::: Extracted entries :::

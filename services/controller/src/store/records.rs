//! Persisted records for every level of the hierarchy.
//!
//! Parent/child relationships are encoded in the keys: a manager key embeds
//! its revision key, which embeds its template key. Membership of a child in
//! its parent is tracked by the parent's `active`/`drained` sets, which are
//! the only source of truth for drain state.

use std::collections::BTreeSet;

use chrono::{DateTime, Utc};
use gcefleet_keys::{InstanceKey, ManagerKey, RevisionKey, TemplateKey};
use serde::de::DeserializeOwned;
use serde::{Deserialize, Serialize};

/// A record type persisted in the store.
pub trait Record: Serialize + DeserializeOwned {
    /// Key type identifying the record.
    type Key: std::fmt::Display;

    /// Table the record lives in.
    const TABLE: &'static str;

    /// Human-readable kind, used in logs and errors.
    const KIND: &'static str;

    /// The record's key.
    fn key(&self) -> &Self::Key;

    /// Key of the immediate parent, if any.
    fn parent(&self) -> Option<String>;

    /// Key of the template this record ultimately belongs to, if any.
    fn root(&self) -> Option<String>;
}

/// A configured template: the root of the hierarchy.
#[derive(Debug, Clone, PartialEq, Serialize, Deserialize)]
pub struct TemplateRecord {
    pub key: TemplateKey,
    pub base_name: String,
    pub project: String,

    /// The single revision new capacity is built from.
    #[serde(default)]
    pub active: Option<RevisionKey>,

    /// Superseded revisions waiting to be torn down.
    #[serde(default)]
    pub drained: BTreeSet<RevisionKey>,
}

impl TemplateRecord {
    /// A fresh template with no revisions.
    pub fn new(base_name: impl Into<String>, project: impl Into<String>) -> Self {
        let base_name = base_name.into();
        let project = project.into();
        Self {
            key: TemplateKey::for_template(&base_name, &project),
            base_name,
            project,
            active: None,
            drained: BTreeSet::new(),
        }
    }

    /// Returns true if no revision references this template anymore.
    pub fn is_empty(&self) -> bool {
        self.active.is_none() && self.drained.is_empty()
    }

    /// Returns true if `revision` has been drained from this template.
    pub fn is_drained(&self, revision: &RevisionKey) -> bool {
        self.drained.contains(revision)
    }
}

impl Record for TemplateRecord {
    type Key = TemplateKey;
    const TABLE: &'static str = "templates";
    const KIND: &'static str = "InstanceTemplate";

    fn key(&self) -> &TemplateKey {
        &self.key
    }

    fn parent(&self) -> Option<String> {
        None
    }

    fn root(&self) -> Option<String> {
        None
    }
}

/// One immutable revision of a template's configuration.
#[derive(Debug, Clone, PartialEq, Serialize, Deserialize)]
pub struct RevisionRecord {
    pub key: RevisionKey,

    /// Template base name, copied down for provider naming.
    pub base_name: String,
    pub project: String,

    /// Instance properties sent to the provider.
    #[serde(default)]
    pub properties: serde_json::Value,

    /// Provider URL of the instance template, once created.
    #[serde(default)]
    pub url: Option<String>,

    #[serde(default)]
    pub active: BTreeSet<ManagerKey>,

    #[serde(default)]
    pub drained: BTreeSet<ManagerKey>,
}

impl RevisionRecord {
    /// A fresh revision with no managers and no provider resource.
    pub fn new(
        key: RevisionKey,
        base_name: impl Into<String>,
        project: impl Into<String>,
        properties: serde_json::Value,
    ) -> Self {
        Self {
            key,
            base_name: base_name.into(),
            project: project.into(),
            properties,
            url: None,
            active: BTreeSet::new(),
            drained: BTreeSet::new(),
        }
    }

    /// Returns true if any manager, active or drained, references this revision.
    pub fn has_managers(&self) -> bool {
        !self.active.is_empty() || !self.drained.is_empty()
    }

    /// Provider name of the instance template and of every manager built
    /// from it.
    pub fn resource_name(&self) -> String {
        format!("{}-{}", self.base_name, self.key.revision())
    }

    /// Prefix for the names of instances created by this revision's managers.
    pub fn base_instance_name(&self) -> String {
        let revision = self.key.revision();
        let short = revision.get(..8).unwrap_or(revision);
        format!("{}-{}", self.base_name, short)
    }
}

impl Record for RevisionRecord {
    type Key = RevisionKey;
    const TABLE: &'static str = "revisions";
    const KIND: &'static str = "InstanceTemplateRevision";

    fn key(&self) -> &RevisionKey {
        &self.key
    }

    fn parent(&self) -> Option<String> {
        Some(self.key.template().to_string())
    }

    fn root(&self) -> Option<String> {
        Some(self.key.template().to_string())
    }
}

/// A managed group of identical instances in one zone.
#[derive(Debug, Clone, PartialEq, Serialize, Deserialize)]
pub struct ManagerRecord {
    pub key: ManagerKey,

    /// Provider URL, once created.
    #[serde(default)]
    pub url: Option<String>,

    pub minimum_size: i64,
    pub maximum_size: i64,

    /// Size last observed by instance discovery.
    #[serde(default)]
    pub current_size: i64,

    #[serde(default)]
    pub instances: BTreeSet<InstanceKey>,
}

impl ManagerRecord {
    /// A fresh manager with no provider resource.
    pub fn new(key: ManagerKey, minimum_size: i64, maximum_size: i64) -> Self {
        Self {
            key,
            url: None,
            minimum_size,
            maximum_size,
            current_size: 0,
            instances: BTreeSet::new(),
        }
    }
}

impl Record for ManagerRecord {
    type Key = ManagerKey;
    const TABLE: &'static str = "managers";
    const KIND: &'static str = "InstanceGroupManager";

    fn key(&self) -> &ManagerKey {
        &self.key
    }

    fn parent(&self) -> Option<String> {
        Some(self.key.revision().to_string())
    }

    fn root(&self) -> Option<String> {
        Some(self.key.template().to_string())
    }
}

/// A single compute instance owned by a manager.
#[derive(Debug, Clone, PartialEq, Serialize, Deserialize)]
pub struct InstanceRecord {
    pub key: InstanceKey,
    pub name: String,

    /// Owning manager.
    pub manager: ManagerKey,

    #[serde(default)]
    pub url: Option<String>,

    /// Registered with the external catalog.
    #[serde(default)]
    pub cataloged: bool,

    /// Deletion has been requested and awaits confirmation.
    #[serde(default)]
    pub pending_deletion: bool,

    /// Confirmed gone at the provider; purged after the grace window.
    #[serde(default)]
    pub deleted: bool,

    pub last_updated: DateTime<Utc>,
}

impl InstanceRecord {
    /// A freshly discovered instance.
    pub fn new(
        name: impl Into<String>,
        manager: ManagerKey,
        url: Option<String>,
        now: DateTime<Utc>,
    ) -> Self {
        let name = name.into();
        Self {
            key: InstanceKey::for_instance(&name),
            name,
            manager,
            url,
            cataloged: false,
            pending_deletion: false,
            deleted: false,
            last_updated: now,
        }
    }
}

impl Record for InstanceRecord {
    type Key = InstanceKey;
    const TABLE: &'static str = "instances";
    const KIND: &'static str = "Instance";

    fn key(&self) -> &InstanceKey {
        &self.key
    }

    fn parent(&self) -> Option<String> {
        Some(self.manager.to_string())
    }

    fn root(&self) -> Option<String> {
        Some(self.manager.template().to_string())
    }
}

/// Drain state of a manager, derived from its ancestors.
#[derive(Debug, Clone, Copy, PartialEq, Eq)]
pub enum Drain {
    /// Listed in its revision's active set under an active revision.
    Active,

    /// Listed in its revision's drained set.
    Explicit,

    /// Active in a revision that is itself drained.
    Implicit,

    /// Referenced by neither set of its revision.
    Detached,
}

impl Drain {
    /// Returns true for explicit and implicit drains.
    pub fn is_drained(&self) -> bool {
        matches!(self, Self::Explicit | Self::Implicit)
    }
}

/// Derive a manager's drain state from its revision and template records.
pub fn manager_drain(
    template: &TemplateRecord,
    revision: &RevisionRecord,
    manager: &ManagerKey,
) -> Drain {
    if revision.drained.contains(manager) {
        Drain::Explicit
    } else if revision.active.contains(manager) {
        if template.is_drained(&revision.key) {
            Drain::Implicit
        } else {
            Drain::Active
        }
    } else {
        Drain::Detached
    }
}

:::

Activity: Write out the entire listing above once more. Keep it exact.

Answer to this exercise:
filename services/controller/src/store/records.rs
//! Persisted records for every level of the hierarchy.
//!
//! Parent/child relationships are encoded in the keys: a manager key embeds
//! its revision key, which embeds its template key. Membership of a child in
//! its parent is tracked by the parent's `active`/`drained` sets, which are
//! the only source of truth for drain state.

use std::collections::BTreeSet;

use chrono::{DateTime, Utc};
use gcefleet_keys::{InstanceKey, ManagerKey, RevisionKey, TemplateKey};
use serde::de::DeserializeOwned;
use serde::{Deserialize, Serialize};

/// A record type persisted in the store.
pub trait Record: Serialize + DeserializeOwned {
    /// Key type identifying the record.
    type Key: std::fmt::Display;

    /// Table the record lives in.
    const TABLE: &'static str;

    /// Human-readable kind, used in logs and errors.
    const KIND: &'static str;

    /// The record's key.
    fn key(&self) -> &Self::Key;

    /// Key of the immediate parent, if any.
    fn parent(&self) -> Option<String>;

    /// Key of the template this record ultimately belongs to, if any.
    fn root(&self) -> Option<String>;
}

/// A configured template: the root of the hierarchy.
#[derive(Debug, Clone, PartialEq, Serialize, Deserialize)]
pub struct TemplateRecord {
    pub key: TemplateKey,
    pub base_name: String,
    pub project: String,

    /// The single revision new capacity is built from.
    #[serde(default)]
    pub active: Option<RevisionKey>,

    /// Superseded revisions waiting to be torn down.
    #[serde(default)]
    pub drained: BTreeSet<RevisionKey>,
}

impl TemplateRecord {
    /// A fresh template with no revisions.
    pub fn new(base_name: impl Into<String>, project: impl Into<String>) -> Self {
        let base_name = base_name.into();
        let project = project.into();
        Self {
            key: TemplateKey::for_template(&base_name, &project),
            base_name,
            project,
            active: None,
            drained: BTreeSet::new(),
        }
    }

    /// Returns true if no revision references this template anymore.
    pub fn is_empty(&self) -> bool {
        self.active.is_none() && self.drained.is_empty()
    }

    /// Returns true if `revision` has been drained from this template.
    pub fn is_drained(&self, revision: &RevisionKey) -> bool {
        self.drained.contains(revision)
    }
}

impl Record for TemplateRecord {
    type Key = TemplateKey;
    const TABLE: &'static str = "templates";
    const KIND: &'static str = "InstanceTemplate";

    fn key(&self) -> &TemplateKey {
        &self.key
    }

    fn parent(&self) -> Option<String> {
        None
    }

    fn root(&self) -> Option<String> {
        None
    }
}

/// One immutable revision of a template's configuration.
#[derive(Debug, Clone, PartialEq, Serialize, Deserialize)]
pub struct RevisionRecord {
    pub key: RevisionKey,

    /// Template base name, copied down for provider naming.
    pub base_name: String,
    pub project: String,

    /// Instance properties sent to the provider.
    #[serde(default)]
    pub properties: serde_json::Value,

    /// Provider URL of the instance template, once created.
    #[serde(default)]
    pub url: Option<String>,

    #[serde(default)]
    pub active: BTreeSet<ManagerKey>,

    #[serde(default)]
    pub drained: BTreeSet<ManagerKey>,
}

impl RevisionRecord {
    /// A fresh revision with no managers and no provider resource.
    pub fn new(
        key: RevisionKey,
        base_name: impl Into<String>,
        project: impl Into<String>,
        properties: serde_json::Value,
    ) -> Self {
        Self {
            key,
            base_name: base_name.into(),
            project: project.into(),
            properties,
            url: None,
            active: BTreeSet::new(),
            drained: BTreeSet::new(),
        }
    }

    /// Returns true if any manager, active or drained, references this revision.
    pub fn has_managers(&self) -> bool {
        !self.active.is_empty() || !self.drained.is_empty()
    }

    /// Provider name of the instance template and of every manager built
    /// from it.
    pub fn resource_name(&self) -> String {
        format!("{}-{}", self.base_name, self.key.revision())
    }

    /// Prefix for the names of instances created by this revision's managers.
    pub fn base_instance_name(&self) -> String {
        let revision = self.key.revision();
        let short = revision.get(..8).unwrap_or(revision);
        format!("{}-{}", self.base_name, short)
    }
}

impl Record for RevisionRecord {
    type Key = RevisionKey;
    const TABLE: &'static str = "revisions";
    const KIND: &'static str = "InstanceTemplateRevision";

    fn key(&self) -> &RevisionKey {
        &self.key
    }

    fn parent(&self) -> Option<String> {
        Some(self.key.template().to_string())
    }

    fn root(&self) -> Option<String> {
        Some(self.key.template().to_string())
    }
}

/// A managed group of identical instances in one zone.
#[derive(Debug, Clone, PartialEq, Serialize, Deserialize)]
pub struct ManagerRecord {
    pub key: ManagerKey,

    /// Provider URL, once created.
    #[serde(default)]
    pub url: Option<String>,

    pub minimum_size: i64,
    pub maximum_size: i64,

    /// Size last observed by instance discovery.
    #[serde(default)]
    pub current_size: i64,

    #[serde(default)]
    pub instances: BTreeSet<InstanceKey>,
}

impl ManagerRecord {
    /// A fresh manager with no provider resource.
    pub fn new(key: ManagerKey, minimum_size: i64, maximum_size: i64) -> Self {
        Self {
            key,
            url: None,
            minimum_size,
            maximum_size,
            current_size: 0,
            instances: BTreeSet::new(),
        }
    }
}

impl Record for ManagerRecord {
    type Key = ManagerKey;
    const TABLE: &'static str = "managers";
    const KIND: &'static str = "InstanceGroupManager";

    fn key(&self) -> &ManagerKey {
        &self.key
    }

    fn parent(&self) -> Option<String> {
        Some(self.key.revision().to_string())
    }

    fn root(&self) -> Option<String> {
        Some(self.key.template().to_string())
    }
}

/// A single compute instance owned by a manager.
#[derive(Debug, Clone, PartialEq, Serialize, Deserialize)]
pub struct InstanceRecord {
    pub key: InstanceKey,
    pub name: String,

    /// Owning manager.
    pub manager: ManagerKey,

    #[serde(default)]
    pub url: Option<String>,

    /// Registered with the external catalog.
    #[serde(default)]
    pub cataloged: bool,

    /// Deletion has been requested and awaits confirmation.
    #[serde(default)]
    pub pending_deletion: bool,

    /// Confirmed gone at the provider; purged after the grace window.
    #[serde(default)]
    pub deleted: bool,

    pub last_updated: DateTime<Utc>,
}

impl InstanceRecord {
    /// A freshly discovered instance.
    pub fn new(
        name: impl Into<String>,
        manager: ManagerKey,
        url: Option<String>,
        now: DateTime<Utc>,
    ) -> Self {
        let name = name.into();
        Self {
            key: InstanceKey::for_instance(&name),
            name,
            manager,
            url,
            cataloged: false,
            pending_deletion: false,
            deleted: false,
            last_updated: now,
        }
    }
}

impl Record for InstanceRecord {
    type Key = InstanceKey;
    const TABLE: &'static str = "instances";
    const KIND: &'static str = "Instance";

    fn key(&self) -> &InstanceKey {
        &self.key
    }

    fn parent(&self) -> Option<String> {
        Some(self.manager.to_string())
    }

    fn root(&self) -> Option<String> {
        Some(self.manager.template().to_string())
    }
}

/// Drain state of a manager, derived from its ancestors.
#[derive(Debug, Clone, Copy, PartialEq, Eq)]
pub enum Drain {
    /// Listed in its revision's active set under an active revision.
    Active,

    /// Listed in its revision's drained set.
    Explicit,

    /// Active in a revision that is itself drained.
    Implicit,

    /// Referenced by neither set of its revision.
    Detached,
}

impl Drain {
    /// Returns true for explicit and implicit drains.
    pub fn is_drained(&self) -> bool {
        matches!(self, Self::Explicit | Self::Implicit)
    }
}

/// Derive a manager's drain state from its revision and template records.
pub fn manager_drain(
    template: &TemplateRecord,
    revision: &RevisionRecord,
    manager: &ManagerKey,
) -> Drain {
    if revision.drained.contains(manager) {
        Drain::Explicit
    } else if revision.active.contains(manager) {
        if template.is_drained(&revision.key) {
            Drain::Implicit
        } else {
            Drain::Active
        }
    } else {
        Drain::Detached
    }
}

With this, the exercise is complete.